Em chegando à Federação, pois que nos propuséramos discorrer sobre sugestão, auto sugestão, magnetismo e alucinação, entretivemos o auditório citando fatos e, entre eles, o que acabava de ocorrer. O que não podíamos então presumir é que o fato estivesse a pique de consumar-se e resultasse algum dia em cinzas do meu cinzeiro.

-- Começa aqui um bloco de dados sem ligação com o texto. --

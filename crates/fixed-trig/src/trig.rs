// SPDX-License-Identifier: Apache-2.0
// © James Ross Ω FLYING•ROBOTS <https://github.com/flyingrobots>

//! Deterministic `sin`/`cos` over `10^18`-scaled radians.
//!
//! Strategy:
//! - range-reduce to `[0, TWO_PI)` and map onto a 30-bit turn
//! - split the turn into quadrant flags, an 8-bit table index and a 16-bit fraction
//! - linearly interpolate between adjacent quarter-wave samples
//! - apply quadrant symmetries and rescale from `2^31 - 1` to `10^18`
//!
//! Every step is integer arithmetic, so results are bit-identical across
//! platforms and toolchains.

use crate::consts::{PI_OVER_TWO, TWO_PI};
use crate::interp::{interpolate, rescale};
use crate::quadrant::QuadrantSplit;
use crate::turn::to_turn;

/// Sine of `angle` (radians × `10^18`), scaled by `10^18`.
///
/// Total over `u128`: any angle is first reduced modulo [`TWO_PI`]. The result
/// always lies in `[-10^18, 10^18]`; its absolute error against the exact sine
/// stays below `10^13`.
///
/// ```
/// use fixed_trig::{sin, ONE, PI, PI_OVER_TWO};
///
/// assert_eq!(sin(0), 0);
/// assert_eq!(sin(PI_OVER_TWO), ONE);
/// assert_eq!(sin(PI + PI_OVER_TWO), -ONE);
/// ```
pub fn sin(angle: u128) -> i128 {
    let split = QuadrantSplit::resolve(to_turn(angle));
    rescale(interpolate(split))
}

/// Cosine of `angle` (radians × `10^18`), scaled by `10^18`.
///
/// Computed as `sin(angle + PI_OVER_TWO)`. The angle is reduced modulo
/// [`TWO_PI`] before the phase shift is added, so the addition cannot overflow
/// even for angles near `u128::MAX`. Whenever `angle + PI_OVER_TWO` is
/// representable the result is identical to `sin(angle + PI_OVER_TWO)`.
///
/// ```
/// use fixed_trig::{cos, ONE, PI};
///
/// assert_eq!(cos(0), ONE);
/// assert_eq!(cos(PI), -ONE);
/// assert!((-ONE..=ONE).contains(&cos(u128::MAX)));
/// ```
pub fn cos(angle: u128) -> i128 {
    sin(angle % TWO_PI + PI_OVER_TWO)
}

/// Returns `(sin(angle), cos(angle))`.
#[inline]
pub fn sin_cos(angle: u128) -> (i128, i128) {
    (sin(angle), cos(angle))
}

De fato, ao regressar a penates (ao lar) pela mesma linha de Cascadura e quiçá no mesmo bonde, ou pelo menos com o mesmo motorneiro, na curva de S. Cristovão - Escobar, vimos romper na sombra da noite, escura e chuvosa um vulto que parecia tentar cortar a frente do bonde para tomá-lo. Tivemos a sensação do esmagamento brutal e vimos o motorneiro nervoso abrir o regulador e dar ao bonde, num arranco, velocidade vertiginosa até ao largo da Cancela. A cena foi rápida e cremos que despercebida aos demais passageiros. Nós mesmo, ainda é desconhecido do grande público, mesmo
de positivo e concreto, nada pudemos lobrigar (entrever) na fugacidade do tempo e na caligem (escuridão) da noite. Seríamos o único a notar o nervosismo do motorneiro, cuja fisionomia guardamos nítida, pela singularidade dos bigodes e bastas suíças. Chegados ao ponto do "Jockey Club", após rápida e discreta confabulação com o Fiscal, tomou este a direção do carro. Ao chegar à casa, após de muito conjeturarmos, adormecemos convicto de uma simples coincidência alucinatória, apenas notável pela circunstância de repetir-se precisamente no mesmo local e com intervalo maior de poucas horas.

             
Seria, assim, mais urna coincidência - palavra mirífica que tem a virtude de contentar meio mundo. Mas a verdade é que, no dia seguinte, os jornais registravam o encontro de um homem morto, no local assinalado, com o crâneo partido e fraturas internas que denunciavam violento traumatismo. E a polícia oscilava entre as hipóteses de um crime ou de simples acidente.

*

Esse motorneiro, nós o vimos mais tarde no seu posto, porém noutra linha. Já não tinha, tampouco, o bigode e as suíças. Também ele, e só ele, poderia confirmar o fato. Confirmar e nunca explicar, porque isso o não fazemos nós. Nós que vimos o fato, antes e depois.